The mechanism by which HRT could increase the risk of stroke had been extensively studied, and there are some answers—but there are some unanswered questions as well. Before the onset of menopause, women have a lower incidence of stroke than men of the same age. Because women experience a higher stroke rate than age-matched men after menopause, estrogen, the most obvious physiological change in women after menopause, could have an influence on this incidence. Yet, estrogen replacement therapy has been noted to increase the incidence of cardiac events and stroke. And that is where the question of mechanism gets more complicated.
Several studies show that estrogen receptors may become less sensitive to estrogen after a period of time, during which there has been lower exposure to estrogen. This diminished response has been hypothesized to be an explanation for the fact that women who begin HRT later do not experience a protective effect. But it does not explain the increased incidence of stroke that is sometimes observed with HRT.

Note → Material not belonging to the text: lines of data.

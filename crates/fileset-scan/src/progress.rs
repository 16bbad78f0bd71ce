//! Scan progress reporting.

use std::path::PathBuf;
use std::time::{Duration, Instant};

/// Progress information during a scan.
#[derive(Debug, Clone)]
pub struct ScanProgress {
    /// Number of files examined so far.
    pub files_scanned: u64,
    /// Number of directories examined so far.
    pub dirs_scanned: u64,
    /// Number of files kept so far.
    pub files_included: u64,
    /// Most recently examined path.
    pub current_path: PathBuf,
    /// Number of warnings so far.
    pub warnings_count: u64,
    /// Time elapsed since the scan started.
    pub elapsed: Duration,
    /// Whether this is the final update of the scan.
    pub finished: bool,
}

impl ScanProgress {
    /// Create initial progress state.
    pub fn new() -> Self {
        Self {
            files_scanned: 0,
            dirs_scanned: 0,
            files_included: 0,
            current_path: PathBuf::new(),
            warnings_count: 0,
            elapsed: Duration::ZERO,
            finished: false,
        }
    }

    /// Calculate scan rate in files per second.
    pub fn files_per_second(&self) -> f64 {
        if self.elapsed.as_secs_f64() > 0.0 {
            self.files_scanned as f64 / self.elapsed.as_secs_f64()
        } else {
            0.0
        }
    }

    /// Get total items examined (files + dirs).
    pub fn total_items(&self) -> u64 {
        self.files_scanned + self.dirs_scanned
    }
}

impl Default for ScanProgress {
    fn default() -> Self {
        Self::new()
    }
}

/// Running counters for one scan.
#[derive(Debug)]
pub(crate) struct ProgressTracker {
    start_time: Instant,
    files_scanned: u64,
    dirs_scanned: u64,
    files_included: u64,
    warnings_count: u64,
    current_path: PathBuf,
}

impl ProgressTracker {
    pub fn new() -> Self {
        Self {
            start_time: Instant::now(),
            files_scanned: 0,
            dirs_scanned: 0,
            files_included: 0,
            warnings_count: 0,
            current_path: PathBuf::new(),
        }
    }

    /// Record an examined file; returns the running file count.
    pub fn record_file(&mut self, included: bool) -> u64 {
        self.files_scanned += 1;
        if included {
            self.files_included += 1;
        }
        self.files_scanned
    }

    pub fn record_dir(&mut self) {
        self.dirs_scanned += 1;
    }

    pub fn set_warnings(&mut self, count: usize) {
        self.warnings_count = count as u64;
    }

    pub fn set_current_path(&mut self, path: PathBuf) {
        self.current_path = path;
    }

    pub fn elapsed(&self) -> Duration {
        self.start_time.elapsed()
    }

    pub fn snapshot(&self, finished: bool) -> ScanProgress {
        ScanProgress {
            files_scanned: self.files_scanned,
            dirs_scanned: self.dirs_scanned,
            files_included: self.files_included,
            current_path: self.current_path.clone(),
            warnings_count: self.warnings_count,
            elapsed: self.start_time.elapsed(),
            finished,
        }
    }
}

#[cfg(test)]
mod tests {
    use super::*;

    #[test]
    fn test_tracker_snapshot() {
        let mut tracker = ProgressTracker::new();
        tracker.record_dir();
        assert_eq!(tracker.record_file(true), 1);
        assert_eq!(tracker.record_file(false), 2);
        tracker.set_current_path(PathBuf::from("/x"));

        let snapshot = tracker.snapshot(true);
        assert_eq!(snapshot.files_scanned, 2);
        assert_eq!(snapshot.files_included, 1);
        assert_eq!(snapshot.total_items(), 3);
        assert!(snapshot.finished);
    }
}
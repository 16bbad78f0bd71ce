//! Cross-platform path model.
//!
//! Path syntax differs per OS family: separators, what counts as a root, how
//! drive letters and UNC shares behave. Each family is a [`PathFamily`]
//! implementation. A [`PathModel`] pairs one family with an explicit working
//! directory, so either family can be exercised on any host.
//!
//! All operations here are pure string arithmetic; nothing touches the
//! filesystem.

mod dos;
mod unix;

use std::fmt;
use std::sync::Arc;

use serde::{Deserialize, Serialize};
use strum::{Display, EnumString};

use crate::error::PathError;

pub use dos::DosFamily;
pub use unix::UnixFamily;

/// Path syntax rules of one OS family.
pub trait PathFamily: fmt::Debug + Send + Sync {
    /// Short family name (`unix`, `dos`).
    fn name(&self) -> &'static str;

    /// Native name separator.
    fn separator(&self) -> char;

    /// Separator used between entries of a path list.
    fn path_separator(&self) -> char;

    /// Whether `c` separates names in this family.
    fn is_separator(&self, c: char) -> bool;

    /// Whether file names compare case-sensitively by default.
    fn is_case_sensitive(&self) -> bool;

    /// Rewrite separators to the native one and drop redundant ones.
    ///
    /// Idempotent: `normalize(normalize(p)) == normalize(p)`.
    fn normalize(&self, path: &str) -> String;

    /// Length of the root/drive portion of a normalized path.
    ///
    /// `0` for relative paths; larger values depend on the family.
    fn prefix_length(&self, path: &str) -> usize;

    /// Join a normalized child onto a normalized parent.
    fn resolve(&self, parent: &str, child: &str) -> String;

    /// Make a normalized path absolute against a normalized working directory.
    fn resolve_against(&self, path: &str, user_dir: &str) -> Result<String, PathError>;

    /// Convert the path component of a `file:` URI to a native path.
    fn from_uri_path(&self, path: &str) -> String;

    /// Whether a normalized path is absolute.
    fn is_absolute(&self, path: &str) -> bool;

    /// Parent used when a path has no parent of its own.
    fn default_parent(&self) -> &'static str;

    /// Split a path into its root and the remainder.
    ///
    /// The root keeps the prefix exactly as normalized; the remainder has no
    /// leading separators.
    fn dissect(&self, path: &str) -> (String, String) {
        let normalized = self.normalize(path);
        let prefix = self.prefix_length(&normalized);
        let (root, rest) = normalized.split_at(prefix);
        let rest = rest.trim_start_matches(|c| self.is_separator(c));
        (root.to_string(), rest.to_string())
    }

    /// Collapse `.` and `..` segments.
    ///
    /// A `..` that would climb above the root of an absolute path is an
    /// error; in relative paths leading `..` segments are kept.
    fn normalize_dots(&self, path: &str) -> Result<String, PathError> {
        let (root, rest) = self.dissect(path);
        let absolute = !root.is_empty();
        let mut segments: Vec<&str> = Vec::new();

        for segment in rest.split(|c| self.is_separator(c)) {
            match segment {
                "" | "." => {}
                ".." => match segments.last() {
                    Some(&last) if last != ".." => {
                        segments.pop();
                    }
                    _ if absolute => {
                        return Err(PathError::EscapesRoot {
                            path: path.to_string(),
                        });
                    }
                    _ => segments.push(".."),
                },
                other => segments.push(other),
            }
        }

        let sep = self.separator().to_string();
        let joined = segments.join(&sep);
        Ok(format!("{root}{joined}"))
    }

    /// Whether `leading` names `path` itself or one of its ancestors.
    fn is_leading_path(&self, leading: &str, path: &str) -> bool {
        let leading = self.normalize(leading);
        let path = self.normalize(path);
        if leading == path {
            return true;
        }
        if leading.is_empty() {
            return self.prefix_length(&path) == 0;
        }
        match path.strip_prefix(leading.as_str()) {
            Some(rest) => {
                leading.ends_with(|c| self.is_separator(c))
                    || rest.starts_with(|c| self.is_separator(c))
            }
            None => false,
        }
    }

    /// Strip `leading` from `path` if it is a leading path of it.
    ///
    /// Returns `path` normalized but otherwise unchanged when `leading` is
    /// not an ancestor.
    fn remove_leading_path(&self, leading: &str, path: &str) -> String {
        let normalized_path = self.normalize(path);
        if !self.is_leading_path(leading, path) {
            return normalized_path;
        }
        let leading = self.normalize(leading);
        normalized_path[leading.len()..]
            .trim_start_matches(|c| self.is_separator(c))
            .to_string()
    }
}

/// Selects a family by name, for configuration files and the CLI.
#[derive(Debug, Clone, Copy, PartialEq, Eq, Display, EnumString, Serialize, Deserialize)]
#[strum(serialize_all = "lowercase", ascii_case_insensitive)]
#[serde(rename_all = "lowercase")]
pub enum FamilyKind {
    /// Unix-like: `/` separator, single root.
    Unix,
    /// DOS/Windows: `\` separator, drive letters, UNC shares.
    Dos,
}

impl Default for FamilyKind {
    fn default() -> Self {
        Self::native()
    }
}

impl FamilyKind {
    /// The family of the host this binary was built for.
    pub fn native() -> Self {
        if cfg!(windows) { Self::Dos } else { Self::Unix }
    }

    /// Construct the strategy value for this family.
    pub fn family(self) -> Arc<dyn PathFamily> {
        match self {
            Self::Unix => Arc::new(UnixFamily),
            Self::Dos => Arc::new(DosFamily),
        }
    }
}

/// A path family bound to a working directory.
///
/// Constructed once and handed to whatever needs path arithmetic; nothing in
/// this crate looks the family up globally.
#[derive(Debug, Clone)]
pub struct PathModel {
    family: Arc<dyn PathFamily>,
    user_dir: String,
}

impl PathModel {
    /// Create a model from a family and a working directory.
    pub fn new(family: Arc<dyn PathFamily>, user_dir: impl AsRef<str>) -> Self {
        let user_dir = family.normalize(user_dir.as_ref());
        Self { family, user_dir }
    }

    /// Unix family with the given working directory.
    pub fn unix(user_dir: impl AsRef<str>) -> Self {
        Self::new(Arc::new(UnixFamily), user_dir)
    }

    /// DOS family with the given working directory.
    pub fn dos(user_dir: impl AsRef<str>) -> Self {
        Self::new(Arc::new(DosFamily), user_dir)
    }

    /// Host family, bound to the process working directory at call time.
    pub fn native() -> std::io::Result<Self> {
        let cwd = std::env::current_dir()?;
        Ok(Self::new(FamilyKind::native().family(), cwd.to_string_lossy()))
    }

    /// The family strategy.
    pub fn family(&self) -> &Arc<dyn PathFamily> {
        &self.family
    }

    /// The working directory used by [`PathModel::resolve_file`].
    pub fn user_dir(&self) -> &str {
        &self.user_dir
    }

    pub fn separator(&self) -> char {
        self.family.separator()
    }

    pub fn normalize(&self, path: &str) -> String {
        self.family.normalize(path)
    }

    pub fn prefix_length(&self, path: &str) -> usize {
        self.family.prefix_length(&self.family.normalize(path))
    }

    pub fn resolve(&self, parent: &str, child: &str) -> String {
        self.family
            .resolve(&self.family.normalize(parent), &self.family.normalize(child))
    }

    /// Make a path absolute.
    ///
    /// Absolute paths come back unchanged, root-relative paths take the
    /// working directory's root, relative paths are joined onto the working
    /// directory.
    pub fn resolve_file(&self, path: &str) -> Result<String, PathError> {
        self.family
            .resolve_against(&self.family.normalize(path), &self.user_dir)
    }

    pub fn from_uri_path(&self, uri_path: &str) -> String {
        self.family.from_uri_path(uri_path)
    }

    pub fn is_absolute(&self, path: &str) -> bool {
        self.family.is_absolute(&self.family.normalize(path))
    }

    pub fn default_parent(&self) -> &'static str {
        self.family.default_parent()
    }

    pub fn dissect(&self, path: &str) -> (String, String) {
        self.family.dissect(path)
    }

    pub fn normalize_dots(&self, path: &str) -> Result<String, PathError> {
        self.family.normalize_dots(path)
    }

    pub fn is_leading_path(&self, leading: &str, path: &str) -> bool {
        self.family.is_leading_path(leading, path)
    }

    pub fn remove_leading_path(&self, leading: &str, path: &str) -> String {
        self.family.remove_leading_path(leading, path)
    }
}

Patient care implications after stroke
The 2017 Hormone Therapy Position Statement of The North American Menopause Society (NAMS)3 recommends that doctors follow a patient-specific and tailored approach to HRT decision-making. NAMS recommends initiating treatment within 10 years of menopause for women who have a low risk of adverse effects and who have a high risk of bone loss or bone fracture or who have bothersome vasomotor symptoms (eg, “hot flashes”). Women who experience the vasomotor symptoms of menopause are generally started on low-dose, non-systemic estrogen therapy before trying systemic therapy to maintain a lower stroke risk.
While neurologists do not initiate or make decisions about HRT, stroke risk plays a role in the decision-making process. Neurologists could be asked to assess stroke risk when physicians who prescribe HRT are making risk/benefit decisions.
1. Carrasquilla GD, Frumento P, Berglund A, et al. Postmenopausal hormone therapy and risk of stroke: A pooled analysis of data from population-based cohort studies. PLoS Med. 2017;14:e1002445.
2. Løkkegaard E, Nielsen LH, Keiding N. Risk of Stroke With Various Types of Menopausal Hormone Therapies: A National Cohort Study. Stroke. 2017;48:2266-2269.
3. The NAMS 2017 Hormone Therapy Position Statement Advisory Panel. The 2017 hormone therapy position statement of The North American Menopause Society. Menopause. 2017;24:728-753.